▸ What you should do:
Using the string "CompoundData" as the key, pull each matching line out of the records below.

━━ Provided data ━━

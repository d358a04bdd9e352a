// SPDX-License-Identifier: MIT OR Apache-2.0
//! Parameter tweaks.
//!
//! A tweak is a named, modal edit applied to a set of parameters. In a graph
//! a tweak is a container plug with `name`, `enabled`, `mode` and `value`
//! children, built by [`add_tweak_plug`].

use plexus_graph::plug_algo::create_plug_from_value;
use plexus_graph::{
    CompoundData, Context, Direction, Graph, GraphError, PlugDescriptor, PlugFlags, PlugId, PlugValue, Result,
};
use serde::{Deserialize, Serialize};
use std::fmt;

/// How a tweak combines its value with the existing parameter
#[derive(Debug, Clone, Copy, PartialEq, Eq, Hash, Default, Serialize, Deserialize)]
pub enum TweakMode {
    /// Set the parameter to the tweak value
    #[default]
    Replace,
    /// Add the tweak value
    Add,
    /// Subtract the tweak value
    Subtract,
    /// Multiply by the tweak value
    Multiply,
    /// Erase the parameter
    Remove,
}

impl TweakMode {
    /// All modes in plug index order
    pub const ALL: [TweakMode; 5] = [Self::Replace, Self::Add, Self::Subtract, Self::Multiply, Self::Remove];

    /// Index stored on the `mode` plug
    pub fn index(self) -> i32 {
        match self {
            Self::Replace => 0,
            Self::Add => 1,
            Self::Subtract => 2,
            Self::Multiply => 3,
            Self::Remove => 4,
        }
    }

    /// Mode for a `mode` plug index
    pub fn from_index(index: i32) -> Option<Self> {
        usize::try_from(index).ok().and_then(|i| Self::ALL.get(i).copied())
    }

    /// Whether the mode combines values arithmetically
    pub fn is_arithmetic(self) -> bool {
        matches!(self, Self::Add | Self::Subtract | Self::Multiply)
    }
}

impl fmt::Display for TweakMode {
    fn fmt(&self, f: &mut fmt::Formatter<'_>) -> fmt::Result {
        let name = match self {
            Self::Replace => "Replace",
            Self::Add => "Add",
            Self::Subtract => "Subtract",
            Self::Multiply => "Multiply",
            Self::Remove => "Remove",
        };
        f.write_str(name)
    }
}

/// A single parameter edit
#[derive(Debug, Clone, PartialEq, Serialize, Deserialize)]
pub struct Tweak {
    /// Parameter name; empty tweaks do nothing
    pub name: String,
    /// Disabled tweaks do nothing
    pub enabled: bool,
    /// How the value is combined
    pub mode: TweakMode,
    /// Operand of the edit, ignored by `Remove`
    pub value: PlugValue,
}

impl Tweak {
    /// Create an enabled tweak
    pub fn new(name: impl Into<String>, value: impl Into<PlugValue>, mode: TweakMode) -> Self {
        Self {
            name: name.into(),
            enabled: true,
            mode,
            value: value.into(),
        }
    }

    /// Set whether the tweak is enabled
    pub fn with_enabled(mut self, enabled: bool) -> Self {
        self.enabled = enabled;
        self
    }

    /// Read a tweak from a plug built by [`add_tweak_plug`], evaluated under
    /// `context`
    pub fn from_plug(graph: &Graph, plug: PlugId, context: &Context) -> Result<Self> {
        let node = graph.plug(plug).ok_or(GraphError::PlugNotFound(plug))?.node();
        let path = graph.relative_name(plug);
        Self::from_members(|member| {
            let child = graph.plug_by_path(node, &format!("{path}.{member}"))?;
            Ok(graph.get_value(child, context)?.to_value())
        })
    }

    /// Build a tweak from a lookup of its member values
    pub(crate) fn from_members(member: impl Fn(&str) -> Result<PlugValue>) -> Result<Self> {
        let name = member("name")?;
        let enabled = member("enabled")?;
        let mode = member("mode")?;
        let index = mode
            .as_int()
            .ok_or_else(|| GraphError::UnsupportedType(format!("tweak mode {mode:?}")))?;
        Ok(Self {
            name: name.as_str().unwrap_or_default().to_string(),
            enabled: enabled.as_bool().unwrap_or(false),
            mode: TweakMode::from_index(index)
                .ok_or_else(|| GraphError::UnsupportedType(format!("tweak mode {index}")))?,
            value: member("value")?,
        })
    }

    /// Apply to `parameters`, returning whether anything was edited.
    ///
    /// With `require_exists` a `Replace` of a missing parameter is an error,
    /// otherwise it inserts the parameter.
    pub fn apply(&self, parameters: &mut CompoundData, require_exists: bool) -> Result<bool> {
        if !self.enabled || self.name.is_empty() {
            return Ok(false);
        }
        self.apply_to(&self.name, parameters, require_exists)
    }

    /// Apply to the parameter `name`, which may differ from the tweak name
    /// when the tweak addresses a shader
    pub(crate) fn apply_to(&self, name: &str, parameters: &mut CompoundData, require_exists: bool) -> Result<bool> {
        if self.mode == TweakMode::Remove {
            return Ok(parameters.remove(name).is_some());
        }

        let Some(current) = parameters.get(name) else {
            if self.mode == TweakMode::Replace && !require_exists {
                parameters.insert(name, self.value.clone());
                return Ok(true);
            }
            return Err(GraphError::MissingDependency(format!(
                "cannot apply tweak with mode {} to \"{name}\": parameter does not exist",
                self.mode
            )));
        };

        if current.plug_type() != self.value.plug_type() {
            return Err(GraphError::TypeMismatch {
                plug: name.to_string(),
                expected: current.plug_type(),
                found: self.value.plug_type(),
            });
        }

        let updated = match self.mode {
            TweakMode::Replace => self.value.clone(),
            mode => combine(mode, current, &self.value, name)?,
        };
        parameters.insert(name, updated);
        Ok(true)
    }
}

fn combine(mode: TweakMode, current: &PlugValue, operand: &PlugValue, name: &str) -> Result<PlugValue> {
    let float = |a: f32, b: f32| match mode {
        TweakMode::Add => a + b,
        TweakMode::Subtract => a - b,
        TweakMode::Multiply => a * b,
        _ => b,
    };
    match (current, operand) {
        (PlugValue::Int(a), PlugValue::Int(b)) => Ok(PlugValue::Int(match mode {
            TweakMode::Add => a.wrapping_add(*b),
            TweakMode::Subtract => a.wrapping_sub(*b),
            TweakMode::Multiply => a.wrapping_mul(*b),
            _ => *b,
        })),
        (PlugValue::Float(a), PlugValue::Float(b)) => Ok(PlugValue::Float(float(*a, *b))),
        _ => {
            let plug_type = current.plug_type();
            let combined = current.components().zip(operand.components()).and_then(|(a, b)| {
                let values: Vec<f32> = a.iter().zip(&b).map(|(a, b)| float(*a, *b)).collect();
                PlugValue::from_components(&plug_type, &values)
            });
            combined.ok_or_else(|| {
                GraphError::UnsupportedType(format!(
                    "cannot apply tweak with mode {mode} to \"{name}\" of type {plug_type:?}"
                ))
            })
        }
    }
}

/// Apply tweaks in order, returning whether any edited the parameters
pub fn apply_tweaks(tweaks: &[Tweak], parameters: &mut CompoundData, require_exists: bool) -> Result<bool> {
    let mut edited = false;
    for tweak in tweaks {
        edited |= tweak.apply(parameters, require_exists)?;
    }
    Ok(edited)
}

/// Add a tweak plug under the container `parent`, returning the new plug
pub fn add_tweak_plug(
    graph: &mut Graph,
    parent: PlugId,
    name: &str,
    value: impl Into<PlugValue>,
    mode: TweakMode,
    enabled: bool,
) -> Result<PlugId> {
    let container = graph.plug(parent).ok_or(GraphError::PlugNotFound(parent))?;
    let node = container.node();
    let count = container.children().len();

    let value_plug = create_plug_from_value("value", Direction::In, PlugFlags::default(), &value.into())?;
    let descriptor = PlugDescriptor::container(
        format!("tweak{count}"),
        Direction::In,
        vec![
            PlugDescriptor::input("name", ""),
            PlugDescriptor::input("enabled", true),
            PlugDescriptor::input("mode", TweakMode::Replace.index()),
            value_plug,
        ],
    )
    .with_flags(PlugFlags::dynamic());

    let plug = graph.add_plug(node, Some(parent), descriptor)?;
    let path = graph.relative_name(plug);
    graph.set_value(graph.plug_by_path(node, &format!("{path}.name"))?, name)?;
    graph.set_value(graph.plug_by_path(node, &format!("{path}.enabled"))?, enabled)?;
    graph.set_value(graph.plug_by_path(node, &format!("{path}.mode"))?, mode.index())?;
    Ok(plug)
}

#[cfg(test)]
mod tests {
    use super::*;

    fn parameters() -> CompoundData {
        let mut parameters = CompoundData::new();
        parameters.insert("roughness", 0.5);
        parameters.insert("samples", 4);
        parameters.insert("color", PlugValue::Color3f([0.5, 0.25, 1.0]));
        parameters.insert("label", "metal");
        parameters
    }

    #[test]
    fn test_mode_index() {
        for mode in TweakMode::ALL {
            assert_eq!(TweakMode::from_index(mode.index()), Some(mode));
        }
        assert_eq!(TweakMode::from_index(5), None);
        assert_eq!(TweakMode::from_index(-1), None);
    }

    #[test]
    fn test_arithmetic_modes() {
        let mut parameters = parameters();
        Tweak::new("samples", 2, TweakMode::Multiply).apply(&mut parameters, true).unwrap();
        Tweak::new("roughness", 0.25, TweakMode::Add).apply(&mut parameters, true).unwrap();
        Tweak::new("color", PlugValue::Color3f([0.5, 0.25, 0.5]), TweakMode::Subtract)
            .apply(&mut parameters, true)
            .unwrap();

        assert_eq!(parameters.get("samples"), Some(&PlugValue::Int(8)));
        assert_eq!(parameters.get("roughness"), Some(&PlugValue::Float(0.75)));
        assert_eq!(parameters.get("color"), Some(&PlugValue::Color3f([0.0, 0.0, 0.5])));
    }

    #[test]
    fn test_remove_and_noops() {
        let mut parameters = parameters();
        assert!(Tweak::new("label", "", TweakMode::Remove).apply(&mut parameters, true).unwrap());
        assert!(!parameters.contains("label"));

        let disabled = Tweak::new("samples", 100, TweakMode::Replace).with_enabled(false);
        assert!(!disabled.apply(&mut parameters, true).unwrap());
        assert!(!Tweak::new("", 100, TweakMode::Replace).apply(&mut parameters, true).unwrap());
        assert_eq!(parameters.get("samples"), Some(&PlugValue::Int(4)));
    }

    #[test]
    fn test_missing_parameter() {
        let mut parameters = parameters();
        let replace = Tweak::new("shadow", true, TweakMode::Replace);
        assert!(matches!(
            replace.apply(&mut parameters, true),
            Err(GraphError::MissingDependency(_))
        ));
        assert!(replace.apply(&mut parameters, false).unwrap());
        assert_eq!(parameters.get("shadow"), Some(&PlugValue::Bool(true)));

        let add = Tweak::new("intensity", 1.0, TweakMode::Add);
        assert!(matches!(add.apply(&mut parameters, false), Err(GraphError::MissingDependency(_))));
    }

    #[test]
    fn test_type_and_arithmetic_errors() {
        let mut parameters = parameters();
        let error = Tweak::new("samples", 2.0, TweakMode::Replace)
            .apply(&mut parameters, true)
            .unwrap_err();
        assert!(matches!(error, GraphError::TypeMismatch { ref plug, .. } if plug == "samples"));

        let error = Tweak::new("label", "x", TweakMode::Add).apply(&mut parameters, true).unwrap_err();
        assert!(matches!(error, GraphError::UnsupportedType(_)));
        assert_eq!(parameters.get("label"), Some(&PlugValue::String("metal".into())));
    }

    #[test]
    fn test_apply_tweaks_stops_at_first_error() {
        let mut parameters = parameters();
        let tweaks = [
            Tweak::new("samples", 1, TweakMode::Add),
            Tweak::new("missing", 1, TweakMode::Add),
            Tweak::new("samples", 1, TweakMode::Add),
        ];
        assert!(apply_tweaks(&tweaks, &mut parameters, true).is_err());
        assert_eq!(parameters.get("samples"), Some(&PlugValue::Int(5)));
    }
}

━━━

▸ Output below:
    CompoundData, Context, Direction, Graph, GraphError, PlugDescriptor, PlugFlags, PlugId, PlugValue, Result,
    pub fn apply(&self, parameters: &mut CompoundData, require_exists: bool) -> Result<bool> {
    pub(crate) fn apply_to(&self, name: &str, parameters: &mut CompoundData, require_exists: bool) -> Result<bool> {
pub fn apply_tweaks(tweaks: &[Tweak], parameters: &mut CompoundData, require_exists: bool) -> Result<bool> {
    fn parameters() -> CompoundData {
        let mut parameters = CompoundData::new();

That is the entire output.